Samuel murió dos días después.
“El entró un día miércoles a la hemodiálisis y aunque esa vez salió con fiebre, él estaba mejor. Gracias a Dios estaba tranquilo. De hecho, estuvimos echando broma porque yo estaba de cumpleaños ese día. Como a las 12 de la noche se despertó y me dijo que tenía ganas de ir al baño y que se sentía mareado. Fuimos al baño, lo acosté nuevamente, lo limpié e inmediatamente llamé a la doctora. Cuando ella vino me dijo que tenía la tensión un poquito baja. Empezaron a ponerle los monitores, pero él me pidió que no lo acostara porque no le llegaba el aire. No podía respirar bien. Le pusimos el oxígeno y la doctora buscó estabilizarlo pero de repente tuvo un paro respiratorio. Era como la una de la mañana”, prosigue Judith.
En minutos, Samuel estuvo rodeado de los médicos de emergencia y de terapia intensiva. Durante cerca de una hora y media comenzaron a pasarle adrenalina e intentaron reanimarlo, pero él no volvió. Está enterrado en el Cementerio del Este.

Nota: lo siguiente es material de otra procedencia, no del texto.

//! Page fetcher.
//!
//! Issues GET requests and classifies the response. Retry and skip policy
//! is left to the crawl loop.

use async_trait::async_trait;
use reqwest::{Client, StatusCode};

use crate::error::{AppError, Result};
use crate::models::CrawlerConfig;
use crate::utils::http::create_async_client;

/// Classified response of a single GET.
#[derive(Debug, Clone, PartialEq, Eq)]
pub enum FetchOutcome {
    /// 200 response
    Success { body: String, final_url: String },

    /// Any other status; must not be parsed
    Failure { status: u16, url: String },
}

impl FetchOutcome {
    /// The page body, or `AppError::Fetch` for a non-200 response.
    pub fn into_body(self) -> Result<String> {
        match self {
            Self::Success { body, .. } => Ok(body),
            Self::Failure { status, url } => Err(AppError::Fetch { status, url }),
        }
    }
}

/// Source of raw page markup.
#[async_trait]
pub trait PageSource: Send + Sync {
    /// Fetch `url`. Transport errors are `Err`; HTTP statuses are outcomes.
    async fn fetch(&self, url: &str) -> Result<FetchOutcome>;
}

/// reqwest-backed fetcher carrying the age-gate cookie.
#[derive(Debug, Clone)]
pub struct PageFetcher {
    client: Client,
}

impl PageFetcher {
    pub fn new(config: &CrawlerConfig) -> Result<Self> {
        Ok(Self {
            client: create_async_client(config)?,
        })
    }
}

#[async_trait]
impl PageSource for PageFetcher {
    async fn fetch(&self, url: &str) -> Result<FetchOutcome> {
        log::debug!("GET {}", url);
        let response = self.client.get(url).send().await?;
        let status = response.status();
        let final_url = response.url().to_string();

        if status != StatusCode::OK {
            return Ok(FetchOutcome::Failure {
                status: status.as_u16(),
                url: final_url,
            });
        }

        let body = response.text().await?;
        Ok(FetchOutcome::Success { body, final_url })
    }
}
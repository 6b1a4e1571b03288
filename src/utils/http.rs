// src/utils/http.rs

//! HTTP client utilities.

use std::time::Duration;

use reqwest::header::{COOKIE, HeaderMap, HeaderValue};

use crate::error::Result;
use crate::models::CrawlerConfig;

/// Cookie that passes the board's age gate.
pub const AGE_GATE_COOKIE: &str = "over18=1";

/// Create a configured asynchronous HTTP client.
///
/// Every request carries the age-gate cookie. TLS verification follows
/// `config.verify_tls`.
pub fn create_async_client(config: &CrawlerConfig) -> Result<reqwest::Client> {
    let mut headers = HeaderMap::new();
    headers.insert(COOKIE, HeaderValue::from_static(AGE_GATE_COOKIE));

    let client = reqwest::Client::builder()
        .user_agent(&config.user_agent)
        .default_headers(headers)
        .timeout(Duration::from_secs(config.timeout_secs))
        .danger_accept_invalid_certs(!config.verify_tls)
        .build()?;
    Ok(client)
}
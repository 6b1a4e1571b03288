//! Article page parser.
//!
//! Builds an [`ItemRecord`] from an article page: positional metadata,
//! sanitized body text, source IP and the comment list with its tally.

use regex::Regex;

use crate::error::{AppError, Result};
use crate::models::{Comment, ItemRecord, ReactionTally};
use crate::services::document::{ArticleDocument, ArticleSelectors, CommentBlock};
use crate::services::sanitize::BodySanitizer;

/// Marker of the line recording where the article was posted from.
pub const POSTED_FROM_MARKER: &str = "※ 發信站:";

/// Value stored when no source IP can be found.
pub const NO_IP: &str = "None";

/// Metadata rows read positionally: author, title, date.
const METADATA_ROWS: usize = 3;

/// Parser for article pages.
#[derive(Debug, Clone)]
pub struct ArticleParser {
    selectors: ArticleSelectors,
    sanitizer: BodySanitizer,
    ipv4: Regex,
}

impl ArticleParser {
    pub fn new() -> Result<Self> {
        let ipv4 = Regex::new(r"\d{1,3}(?:\.\d{1,3}){3}")
            .map_err(|e| AppError::config(format!("invalid IPv4 pattern: {e}")))?;
        Ok(Self {
            selectors: ArticleSelectors::new()?,
            sanitizer: BodySanitizer::new()?,
            ipv4,
        })
    }

    /// Parse one article page.
    ///
    /// Fails with `MetadataMissing` when fewer than three metadata rows are
    /// present, and with `Parse` when a comment block lacks a field. Never
    /// returns a partially filled record.
    pub fn parse(&self, html: &str, item_id: &str, board: &str) -> Result<ItemRecord> {
        let doc = ArticleDocument::parse(html, &self.selectors);

        let found = doc.metadata_count();
        if found < METADATA_ROWS {
            return Err(AppError::MetadataMissing { found });
        }
        let meta = |row: usize| {
            doc.metadata_value(row)
                .ok_or_else(|| AppError::parse(item_id, format!("metadata row {row} has no value")))
        };
        let author = meta(0)?;
        let title = meta(1)?;
        let date = meta(2)?;

        let strings = doc.body_strings();
        let source_ip = self.source_ip(&strings);
        let content = self.sanitizer.body_text(&strings, item_id);

        let comments = doc
            .comment_blocks()
            .into_iter()
            .map(|block| comment_from_block(block, item_id))
            .collect::<Result<Vec<_>>>()?;
        let reaction_tally = ReactionTally::from_comments(&comments);

        Ok(ItemRecord {
            item_id: item_id.to_string(),
            title,
            author,
            board: board.to_string(),
            content,
            date,
            source_ip,
            reaction_tally,
            comments,
        })
    }

    /// First IPv4 token on the posted-from line, or `"None"`.
    pub fn source_ip<S: AsRef<str>>(&self, strings: &[S]) -> String {
        strings
            .iter()
            .map(AsRef::<str>::as_ref)
            .find(|s| s.contains(POSTED_FROM_MARKER))
            .and_then(|line| self.ipv4.find(line))
            .map_or_else(|| NO_IP.to_string(), |m| m.as_str().to_string())
    }
}

fn comment_from_block(block: CommentBlock, item_id: &str) -> Result<Comment> {
    let field = |value: Option<String>, name: &str| {
        value.ok_or_else(|| AppError::parse(item_id, format!("comment block without {name}")))
    };

    let tag = field(block.tag, "push-tag")?;
    let user_id = field(block.user_id, "push-userid")?;
    let text = field(block.text, "push-content")?;
    let timestamp = field(block.timestamp, "push-ipdatetime")?;

    let text = text.trim();
    let text = text.strip_prefix(':').unwrap_or(text);

    Ok(Comment {
        text: text.trim().to_string(),
        timestamp: timestamp.trim().to_string(),
        tag: tag.trim().to_string(),
        user_id: user_id.trim().to_string(),
    })
}
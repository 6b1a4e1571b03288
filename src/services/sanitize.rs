//! Body text filtering.

use regex::Regex;

use crate::error::{AppError, Result};

/// Glyph opening the "posted from" line.
pub const POSTED_FROM_GLYPH: char = '※';

/// Glyph opening the "updated from" line.
pub const UPDATED_FROM_GLYPH: char = '◆';

/// Signature separator prefix.
const SIGNATURE_PREFIX: &str = "--";

/// Everything outside: CJK ideographs, CJK punctuation (。；，：“”（）、？《》),
/// whitespace, word characters and `:/-_.?~%()`.
const DISALLOWED_CHARS: &str = r"[^\x{4e00}-\x{9fa5}\x{3002}\x{ff1b}\x{ff0c}\x{ff1a}\x{201c}\x{201d}\x{ff08}\x{ff09}\x{3001}\x{ff1f}\x{300a}\x{300b}\s\w:/\-_.?~%()]";

/// Compiled filters for article body text.
#[derive(Debug, Clone)]
pub struct BodySanitizer {
    disallowed: Regex,
    whitespace: Regex,
}

impl BodySanitizer {
    pub fn new() -> Result<Self> {
        Ok(Self {
            disallowed: compile(DISALLOWED_CHARS)?,
            whitespace: compile(r"\s+")?,
        })
    }

    /// Build the body text from trimmed text nodes.
    ///
    /// Drops marker lines and signature separators, strips characters
    /// outside the allow-list, drops nodes left empty or mentioning
    /// `item_id`, then joins with single spaces.
    pub fn body_text<S: AsRef<str>>(&self, strings: &[S], item_id: &str) -> String {
        let kept: Vec<String> = strings
            .iter()
            .map(AsRef::<str>::as_ref)
            .filter(|s| !is_marker_line(s))
            .map(|s| self.disallowed.replace_all(s, "").into_owned())
            .filter(|s| !s.is_empty())
            .filter(|s| !s.contains(item_id))
            .collect();

        self.whitespace
            .replace_all(&kept.join(" "), " ")
            .into_owned()
    }

    /// Whether `c` survives the allow-list.
    pub fn is_allowed(&self, c: char) -> bool {
        let mut buf = [0u8; 4];
        !self.disallowed.is_match(c.encode_utf8(&mut buf))
    }
}

/// Lines starting with a marker glyph or a signature separator.
fn is_marker_line(s: &str) -> bool {
    s.starts_with(POSTED_FROM_GLYPH)
        || s.starts_with(UPDATED_FROM_GLYPH)
        || s.starts_with(SIGNATURE_PREFIX)
}

fn compile(pattern: &str) -> Result<Regex> {
    Regex::new(pattern).map_err(|e| AppError::config(format!("invalid pattern {pattern}: {e}")))
}

#[cfg(test)]
mod tests {
    use super::*;

    const ID: &str = "M.1127742013.A.240";

    #[test]
    fn test_drops_marker_lines() {
        let sanitizer = BodySanitizer::new().unwrap();
        let strings = [
            "內文",
            "※ 發信站: 批踢踢實業坊(ptt.cc)",
            "◆ From: 140.112.1.1",
            "--",
            "-- 簽名檔",
            "結尾",
        ];
        assert_eq!(sanitizer.body_text(&strings, ID), "內文 結尾");
    }

    #[test]
    fn test_strips_disallowed_characters() {
        let sanitizer = BodySanitizer::new().unwrap();
        let strings = ["★☆ 你好！「引號」 hello_world 100% (ok)", "♥♥♥"];
        assert_eq!(
            sanitizer.body_text(&strings, ID),
            " 你好引號 hello_world 100% (ok)"
        );
    }

    #[test]
    fn test_keeps_allowed_punctuation_and_urls() {
        let sanitizer = BodySanitizer::new().unwrap();
        let strings = ["問題：為什麼？《書名》、“引”（註）。；，", "https://example.com/a-b_c.html?x=1~2"];
        assert_eq!(
            sanitizer.body_text(&strings, ID),
            "問題：為什麼？《書名》、“引”（註）。；， https://example.com/a-b_c.html?x1~2"
        );
    }

    #[test]
    fn test_drops_self_link() {
        let sanitizer = BodySanitizer::new().unwrap();
        let strings = [
            "內文",
            "https://www.ptt.cc/bbs/PublicServan/M.1127742013.A.240.html",
        ];
        assert_eq!(sanitizer.body_text(&strings, ID), "內文");
    }

    #[test]
    fn test_collapses_whitespace() {
        let sanitizer = BodySanitizer::new().unwrap();
        let strings = ["a \t\n b", "c"];
        assert_eq!(sanitizer.body_text(&strings, ID), "a b c");
    }

    #[test]
    fn test_output_within_allow_list() {
        let sanitizer = BodySanitizer::new().unwrap();
        let strings = ["混合 ♪ text ✔ 123 @#$ [x] {y} <z>", "※ 不要", "中文。"];
        let body = sanitizer.body_text(&strings, ID);
        assert!(body.chars().all(|c| sanitizer.is_allowed(c)));
        assert!(!body.contains('※'));
    }

    #[test]
    fn test_dash_in_allow_list_is_literal() {
        // `/-_` lists three characters; it is not the `/`..`_` range, so
        // brackets and the symbols between them are stripped.
        let sanitizer = BodySanitizer::new().unwrap();
        for c in ['/', '-', '_'] {
            assert!(sanitizer.is_allowed(c), "{c} should be kept");
        }
        for c in ['[', ']', '@', ';', '<', '=', '>', '^'] {
            assert!(!sanitizer.is_allowed(c), "{c} should be stripped");
        }

        let strings = ["[問題] 職等", "a@b;c<d=e>"];
        assert_eq!(sanitizer.body_text(&strings, ID), "問題 職等 abcde");
    }

    #[test]
    fn test_empty_input() {
        let sanitizer = BodySanitizer::new().unwrap();
        let strings: [&str; 0] = [];
        assert_eq!(sanitizer.body_text(&strings, ID), "");
    }
}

Si se le pregunta al papá sobre los responsables de la muerte de su hijo, él mencionará a la jefa de infectología pues tenía que haber dicho: “Me cierran esta vaina porque esto no sirve”. A la jefa de nefrología porque le faltó decir: “Yo cierro esta vaina y a mí no se me muere nadie aquí. Veremos qué hace el gobierno para dializar a los niños” y en tercer lugar a la dirección del hospital que también permitió que este servicio estuviera abierto.
Judith es más categórica y piensa que se trata de todo un sistema. Sin embargo, subraya que los médicos tienen una responsabilidad individual frente a esas muertes y cree que no deberían de callar al ver que estas siguen ocurriendo sin que ellos hagan nada: “De verdad Samuel luchó por su vida. La primera vez que nos dijeron a nosotros que él podía morir fue cuando nació y a pesar de esto luchamos con él durante 12 años. Era bueno verle las ganas que tenía para seguir hacia adelante. ¿Entonces? ¿Cómo es posible que se haya ido por una situación como ésta?”